----- Records provided

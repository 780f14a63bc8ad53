//! Foglio: content indexing and search for a static personal blog.
//!
//! The crate loads article records from a content directory, builds an
//! immutable in-memory index (ordered listing, tag index, tag counts) once at
//! startup, and answers filter/search queries against it. Rendering,
//! theming, and routing are collaborators, not residents.

pub mod application;
pub mod config;
pub mod domain;
pub mod infra;
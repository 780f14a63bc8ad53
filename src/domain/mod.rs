//! Domain layer types and invariants.

pub mod articles;
pub mod slug;
pub mod tags;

----------

§ **Description of the task**
Transcribe each record exactly as it is written above.

§ **Solution to this exercise**
repository 780f14a63bc8ad53
//! Foglio: content indexing and search for a static personal blog.
//!
//! The crate loads article records from a content directory, builds an
//! immutable in-memory index (ordered listing, tag index, tag counts) once at
//! startup, and answers filter/search queries against it. Rendering,
//! theming, and routing are collaborators, not residents.

pub mod application;
pub mod config;
pub mod domain;
pub mod infra;
repository 780f14a63bc8ad53
filename src/domain/mod.rs
//! Domain layer types and invariants.

pub mod articles;
pub mod slug;
pub mod tags;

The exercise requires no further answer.